▶ Work instruction
Using the records that follow, copy every line containing the word "path".
---------- Data records ----------
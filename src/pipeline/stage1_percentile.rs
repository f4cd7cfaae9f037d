use crate::model::{Cohort, ScoreTable, TraitMap};

#[derive(Debug)]
pub struct Stage1Output {
    pub cohort: Cohort,
    /// Aligned with `ScoreTable::records`.
    pub percentiles: Vec<TraitMap<f64>>,
}

pub fn run_stage1(table: &ScoreTable) -> Stage1Output {
    let cohort = table.cohort();
    let percentiles = table
        .records
        .iter()
        .map(|record| TraitMap::from_fn(|t| percentile_of_score(cohort.vector(t), record.raw[t])))
        .collect::<Vec<TraitMap<f64>>>();

    tracing::debug!(cohort_size = cohort.size(), "computed percentiles");
    for (record, ranks) in table.records.iter().zip(&percentiles) {
        for (t, p) in ranks.iter() {
            tracing::trace!(name = %record.name, t = t.name(), percentile = *p);
        }
    }

    Stage1Output {
        cohort,
        percentiles,
    }
}

/// Mean-rank percentile of `x` within `cohort`: `(lt + le) / 2n * 100`,
/// rounded to two decimals. Ties land in the middle, so an all-equal cohort
/// gives 50.0.
pub fn percentile_of_score(cohort: &[f64], x: f64) -> f64 {
    let n = cohort.len();
    if n == 0 {
        return 0.0;
    }
    let mut lt = 0usize;
    let mut le = 0usize;
    for &v in cohort {
        if v < x {
            lt += 1;
        }
        if v <= x {
            le += 1;
        }
    }
    round2((lt + le) as f64 / (2 * n) as f64 * 100.0)
}

/// Two decimals, exact halves to even (`3.125` -> `3.12`).
pub fn round2(v: f64) -> f64 {
    (v * 100.0).round_ties_even() / 100.0
}

#[cfg(test)]
#[path = "../../tests/src_inline/pipeline/stage1_percentile.rs"]
mod tests;
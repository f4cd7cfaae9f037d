pub mod layout;
pub mod pdf;
pub mod text;

pub const REPORT_SUFFIX: &str = " BFI Report.pdf";

/// Formats a number the way the reports have always shown it: whole values
/// keep one decimal (`4.0`, `50.0`), everything else uses the shortest exact
/// representation (`3.25`, `83.33`).
pub fn format_score(v: f64) -> String {
    if v.is_finite() && v.fract() == 0.0 && v.abs() < 1e16 {
        format!("{:.1}", v)
    } else {
        format!("{}", v)
    }
}

/// Replaces path separators and control characters so a display name can be
/// used as a single file-name component.
pub fn sanitize_file_component(name: &str) -> String {
    let cleaned: String = name
        .chars()
        .map(|c| match c {
            '/' | '\\' | ':' | '\0' => '_',
            c if c.is_control() => '_',
            c => c,
        })
        .collect();
    let trimmed = cleaned.trim();
    if trimmed.is_empty() || trimmed == "." || trimmed == ".." {
        "_".to_string()
    } else {
        trimmed.to_string()
    }
}

pub fn report_file_name(name: &str) -> String {
    format!("{}{}", sanitize_file_component(name), REPORT_SUFFIX)
}

#[cfg(test)]
#[path = "../../tests/src_inline/report/mod.rs"]
mod tests;
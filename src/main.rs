use anyhow::Result;
use gemini_agent::{config, server};
use tracing::info;

/// Validates that a log level string is valid
fn validate_log_level(level: &str) -> Result<()> {
    level
        .parse::<tracing_subscriber::filter::LevelFilter>()
        .map_err(|_| {
            anyhow::anyhow!(
                "Invalid log level: '{}'. Valid levels: error, warn, info, debug, trace",
                level
            )
        })?;
    Ok(())
}

#[tokio::main]
async fn main() -> Result<()> {
    // Load configuration first (before logging setup)
    let config = match config::load().await {
        Ok(config) => config,
        Err(e) => {
            eprintln!("Failed to load configuration: {}", e);
            std::process::exit(1);
        }
    };

    // Determine log level: environment variable overrides config
    let log_level = std::env::var("RUST_LOG").unwrap_or_else(|_| config.server.logs.level.clone());

    if let Err(e) = validate_log_level(&log_level) {
        eprintln!("{}", e);
        std::process::exit(1);
    }

    tracing_subscriber::fmt()
        .with_env_filter(
            tracing_subscriber::EnvFilter::try_from_default_env()
                .unwrap_or_else(|_| log_level.parse().unwrap()),
        )
        .json()
        .init();

    info!(
        "Starting Gemini agent server with log level: {}",
        log_level
    );
    info!(
        model = %config.gemini.model,
        diagnostic = config.gemini.probe_on_startup,
        "Configuration loaded"
    );

    server::run(config).await?;

    Ok(())
}
use async_trait::async_trait;
use gemini_agent::{Error, Result, llm::ModelHandle};
use std::sync::{Arc, Mutex};

/// Mock model handle for testing: records every message it is asked to
/// generate for, and answers with a scripted reply or a scripted failure.
pub struct MockModelHandle {
    pub requests: Arc<Mutex<Vec<String>>>,
    reply: String,
    error: Option<String>,
}

impl MockModelHandle {
    pub fn replying(reply: impl Into<String>) -> Self {
        Self {
            requests: Arc::new(Mutex::new(Vec::new())),
            reply: reply.into(),
            error: None,
        }
    }

    pub fn failing(error: impl Into<String>) -> Self {
        Self {
            requests: Arc::new(Mutex::new(Vec::new())),
            reply: String::new(),
            error: Some(error.into()),
        }
    }

    pub fn recorded_requests(&self) -> Arc<Mutex<Vec<String>>> {
        Arc::clone(&self.requests)
    }
}

#[async_trait]
impl ModelHandle for MockModelHandle {
    async fn generate(&self, message: &str) -> Result<String> {
        self.requests.lock().unwrap().push(message.to_string());

        match &self.error {
            Some(error) => Err(Error::provider(error.clone())),
            None => Ok(self.reply.clone()),
        }
    }
}
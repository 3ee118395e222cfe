use serde::{Deserialize, Serialize};

#[derive(Debug, Clone, Default, Serialize, Deserialize)]
pub struct Config {
    #[serde(default)]
    pub server: ServerConfig,
    #[serde(default)]
    pub gemini: GeminiConfig,
}

#[derive(Debug, Clone, Serialize, Deserialize)]
pub struct ServerConfig {
    #[serde(default = "default_host")]
    pub host: String,
    #[serde(default = "default_port")]
    pub port: u16,
    #[serde(default)]
    pub logs: LogsConfig,
}

#[derive(Debug, Clone, Serialize, Deserialize)]
pub struct LogsConfig {
    #[serde(default = "default_log_level")]
    pub level: String,
}

#[derive(Debug, Clone, Serialize, Deserialize)]
pub struct GeminiConfig {
    /// API key sent as the `key` query parameter. Absent key is not a startup
    /// error; unauthenticated calls fail per-request instead.
    #[serde(default)]
    pub api_key: Option<String>,
    #[serde(default = "default_model")]
    pub model: String,
    #[serde(default = "default_base_url")]
    pub base_url: String,
    /// When true the startup binding probes candidate API surfaces and the
    /// `/debug` endpoint is served. When false the current surface is assumed.
    #[serde(default = "default_probe_on_startup")]
    pub probe_on_startup: bool,
}

impl Default for ServerConfig {
    fn default() -> Self {
        Self {
            host: default_host(),
            port: default_port(),
            logs: LogsConfig::default(),
        }
    }
}

impl Default for LogsConfig {
    fn default() -> Self {
        Self {
            level: default_log_level(),
        }
    }
}

impl Default for GeminiConfig {
    fn default() -> Self {
        Self {
            api_key: None,
            model: default_model(),
            base_url: default_base_url(),
            probe_on_startup: default_probe_on_startup(),
        }
    }
}

fn default_host() -> String {
    "0.0.0.0".to_string()
}

fn default_port() -> u16 {
    8080
}

fn default_log_level() -> String {
    "info".to_string()
}

fn default_model() -> String {
    "gemini-2.5-flash-preview-05-20".to_string()
}

fn default_base_url() -> String {
    "https://generativelanguage.googleapis.com".to_string()
}

fn default_probe_on_startup() -> bool {
    true
}
pub mod mocks;
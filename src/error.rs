use thiserror::Error;

pub type Result<T> = std::result::Result<T, Error>;

#[derive(Error, Debug)]
pub enum Error {
    #[error("Configuration error: {0}")]
    Config(String),

    /// Failure reported by the Gemini API or the transport underneath it.
    /// These are expected operational failures, as opposed to `Internal`.
    #[error("{0}")]
    Provider(String),

    #[error("HTTP error: {0}")]
    Http(#[from] axum::Error),

    #[error("Serialization error: {0}")]
    Serialization(#[from] serde_json::Error),

    #[error("YAML error: {0}")]
    Yaml(#[from] serde_yaml::Error),

    #[error("IO error: {0}")]
    Io(#[from] std::io::Error),

    #[error("Network error: {0}")]
    Network(#[from] reqwest::Error),

    #[error("Address parse error: {0}")]
    AddrParse(#[from] std::net::AddrParseError),

    #[error("Internal error: {0}")]
    Internal(String),
}

impl Error {
    pub fn config(msg: impl Into<String>) -> Self {
        Self::Config(msg.into())
    }

    pub fn provider(msg: impl Into<String>) -> Self {
        Self::Provider(msg.into())
    }

    pub fn internal(msg: impl Into<String>) -> Self {
        Self::Internal(msg.into())
    }
}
----------
▶ Output
#[path = "../../tests/src_inline/pipeline/stage1_percentile.rs"]
/// Replaces path separators and control characters so a display name can be
#[path = "../../tests/src_inline/report/mod.rs"]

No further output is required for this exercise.